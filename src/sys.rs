//! Privileged `sys/` endpoints: init, seal, health and mounts
//!
//! These all go through [`Client::send_sys`], so a 400 from an
//! uninitialized server is reported as Uninitialized.

use crate::client::{decode, Client, Method, Request};
use crate::error::{VaultError, VaultResult};
use crate::kv::Generation;
use serde::{Deserialize, Serialize};
use std::collections::BTreeMap;

/// Seal state as reported by `sys/seal-status` and `sys/unseal`
#[derive(Debug, Clone, Default, PartialEq, Eq, Serialize, Deserialize)]
#[serde(default)]
pub struct SealState {
    /// Seal type; not returned by older servers
    #[serde(rename = "type", skip_serializing_if = "String::is_empty")]
    pub kind: String,
    pub sealed: bool,
    /// Key shares needed to reconstruct the master key
    #[serde(rename = "t")]
    pub threshold: u32,
    /// Key shares the master key was split into
    #[serde(rename = "n")]
    pub shares: u32,
    /// Shares provided so far in the current unseal attempt
    pub progress: u32,
    pub nonce: String,
    pub version: String,
    /// Only returned from unseal
    #[serde(skip_serializing_if = "Option::is_none")]
    pub cluster_name: Option<String>,
    /// Only returned from unseal
    #[serde(skip_serializing_if = "Option::is_none")]
    pub cluster_id: Option<String>,
}

/// Parameters for initializing a server
#[derive(Debug, Clone, Serialize)]
pub struct InitVaultInput {
    /// Split the master key into this many shares
    #[serde(rename = "secret_shares")]
    pub shares: u32,
    /// This many shares are required to reconstruct the master key
    #[serde(rename = "secret_threshold")]
    pub threshold: u32,
}

/// Keys and root token produced by initialization
#[derive(Debug, Clone, Default, Serialize, Deserialize)]
#[serde(default)]
pub struct InitVaultOutput {
    pub keys: Vec<String>,
    pub keys_base64: Vec<String>,
    pub root_token: String,
}

/// Body of `sys/health`
#[derive(Debug, Clone, Default, Serialize, Deserialize)]
#[serde(default)]
pub struct HealthStatus {
    pub initialized: bool,
    pub sealed: bool,
    pub standby: bool,
    pub version: String,
}

/// Secrets engine to mount
#[derive(Debug, Clone, Default, Serialize)]
pub struct Mount {
    #[serde(rename = "type")]
    pub kind: String,
    #[serde(skip_serializing_if = "String::is_empty")]
    pub description: String,
    #[serde(skip_serializing_if = "BTreeMap::is_empty")]
    pub options: BTreeMap<String, String>,
}

impl Mount {
    /// A key/value engine of the given generation
    pub fn kv(generation: Generation) -> Self {
        let mut options = BTreeMap::new();
        options.insert("version".to_string(), generation.number().to_string());
        Self {
            kind: "kv".to_string(),
            options,
            ..Self::default()
        }
    }
}

#[derive(Deserialize)]
struct InitStatus {
    initialized: bool,
}

impl Client {
    /// Whether the server has been initialized
    pub fn is_initialized(&self) -> VaultResult<bool> {
        // Plain send: the sys 400 re-probe would call back into this.
        let status: InitStatus = self.send_json(Request::new(Method::Get, "sys/init"))?;
        Ok(status.initialized)
    }

    /// Current seal state
    pub fn seal_status(&self) -> VaultResult<SealState> {
        decode(self.send_sys(Request::new(Method::Get, "sys/seal-status"))?)
    }

    /// Initialize the server, returning unseal keys and the root token
    pub fn init_vault(&self, input: &InitVaultInput) -> VaultResult<InitVaultOutput> {
        decode(self.send_sys(Request::new(Method::Put, "sys/init").json(input)?)?)
    }

    /// Seal the server
    pub fn seal(&self) -> VaultResult<()> {
        self.send_sys(Request::new(Method::Put, "sys/seal"))
            .map(|_| ())
    }

    /// Submit one unseal key share; `sealed` is false once enough were given
    pub fn unseal(&self, key: &str) -> VaultResult<SealState> {
        let request = Request::new(Method::Put, "sys/unseal")
            .json(&serde_json::json!({ "key": key }))?;
        decode(self.send_sys(request)?)
    }

    /// Check server health
    ///
    /// Health reports state through the status code: 501 is uninitialized,
    /// 503 sealed, 429 an unsealed standby (healthy only if `standby_ok`).
    pub fn health(&self, standby_ok: bool) -> VaultResult<HealthStatus> {
        let mut request = Request::new(Method::Get, "sys/health");
        if standby_ok {
            request = request.query("standbyok", "true");
        }

        let response = self.execute_raw(request)?;
        let message = response.error_message();
        match response.status {
            429 if standby_ok => decode(response.body),
            429 => Err(VaultError::Generic {
                status: 429,
                message: "server is an unsealed standby".to_string(),
            }),
            200 | 472 | 473 => decode(response.body),
            501 => Err(VaultError::Uninitialized(message)),
            503 => Err(VaultError::Sealed(message)),
            status => Err(self.classify(status, message)),
        }
    }

    /// Mount a secrets engine at `path`
    pub fn enable_secrets_mount(&self, path: &str, mount: &Mount) -> VaultResult<()> {
        let request = Request::new(
            Method::Post,
            format!("sys/mounts/{}", path.trim_matches('/')),
        )
        .json(mount)?;
        self.send_sys(request).map(|_| ())
    }

    /// Unmount the secrets engine at `path`
    pub fn disable_secrets_mount(&self, path: &str) -> VaultResult<()> {
        let request = Request::new(
            Method::Delete,
            format!("sys/mounts/{}", path.trim_matches('/')),
        );
        self.send_sys(request).map(|_| ())
    }
}
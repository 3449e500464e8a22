//! Delete, undelete and destroy commands

use crate::cli::args::{DeleteArgs, DestroyArgs, UndeleteArgs};
use crate::cli::{blocking, output, Connection};
use crate::error::VaultResult;

fn describe(path: &str, versions: &[u64]) -> String {
    if versions.is_empty() {
        format!("{path} (latest)")
    } else {
        let list: Vec<String> = versions.iter().map(u64::to_string).collect();
        format!("{} (versions {})", path, list.join(", "))
    }
}

/// Execute the delete command
pub async fn delete(args: DeleteArgs, conn: &Connection) -> VaultResult<()> {
    let kv = conn.kv()?;
    let (path, versions) = (args.path.clone(), args.versions.clone());
    blocking(move || kv.delete(&path, &versions)).await?;

    output::step_ok(&format!("Deleted {}", describe(&args.path, &args.versions)));
    Ok(())
}

/// Execute the undelete command
pub async fn undelete(args: UndeleteArgs, conn: &Connection) -> VaultResult<()> {
    let kv = conn.kv()?;
    let (path, versions) = (args.path.clone(), args.versions.clone());
    blocking(move || kv.undelete(&path, &versions)).await?;

    output::step_ok(&format!(
        "Restored {}",
        describe(&args.path, &args.versions)
    ));
    Ok(())
}

/// Execute the destroy command
pub async fn destroy(args: DestroyArgs, conn: &Connection) -> VaultResult<()> {
    let kv = conn.kv()?;
    let (path, versions) = (args.path.clone(), args.versions.clone());

    if args.all {
        blocking(move || kv.destroy_all(&path)).await?;
        output::step_ok(&format!("Destroyed {} and all of its history", args.path));
    } else {
        blocking(move || kv.destroy(&path, &versions)).await?;
        output::step_ok(&format!(
            "Destroyed {}",
            describe(&args.path, &args.versions)
        ));
    }
    Ok(())
}
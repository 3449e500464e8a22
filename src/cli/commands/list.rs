//! List and mount-version commands

use crate::cli::args::{ListArgs, OutputFormat, PathArgs};
use crate::cli::{blocking, output, Connection};
use crate::error::VaultResult;
use console::style;

/// Execute the list command
pub async fn execute(args: ListArgs, conn: &Connection) -> VaultResult<()> {
    let kv = conn.kv()?;
    let path = args.path.clone();
    let keys = blocking(move || kv.list(&path)).await?;

    if keys.is_empty() {
        match args.format {
            OutputFormat::Json => println!("[]"),
            OutputFormat::Plain => {}
            OutputFormat::Table => output::step_info("No keys"),
        }
        return Ok(());
    }

    match args.format {
        OutputFormat::Table => print_table(&args.path, &keys),
        OutputFormat::Json => println!("{}", serde_json::to_string_pretty(&keys)?),
        OutputFormat::Plain => {
            for key in &keys {
                println!("{}", key);
            }
        }
    }

    Ok(())
}

fn print_table(path: &str, keys: &[String]) {
    output::section(path);
    for key in keys {
        if key.ends_with('/') {
            println!("  {}", style(key).blue().bold());
        } else {
            println!("  {}", key);
        }
    }
    println!();
    println!("{} key(s)", keys.len());
}

/// Execute the mount-version command
pub async fn mount_version(args: PathArgs, conn: &Connection) -> VaultResult<()> {
    let kv = conn.kv()?;
    let generation = blocking(move || kv.mount_version(&args.path)).await?;
    println!("{}", generation);
    Ok(())
}
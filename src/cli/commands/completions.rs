//! Completions command - generate shell completion scripts

use crate::cli::Cli;
use crate::error::VaultResult;
use clap::CommandFactory;
use clap_complete::Shell;

/// Execute the completions command
pub fn execute(shell: Shell) -> VaultResult<()> {
    let mut cmd = Cli::command();
    clap_complete::generate(shell, &mut cmd, "vaultkv", &mut std::io::stdout());
    Ok(())
}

━━━━━━━━━━━━━━━━━━━━

▸ **Work instructions**
Whenever the word "master" appears in a line above, copy that line.

▸ **Reply to the task**
    /// Key shares needed to reconstruct the master key
    /// Key shares the master key was split into
    /// Split the master key into this many shares
    /// This many shares are required to reconstruct the master key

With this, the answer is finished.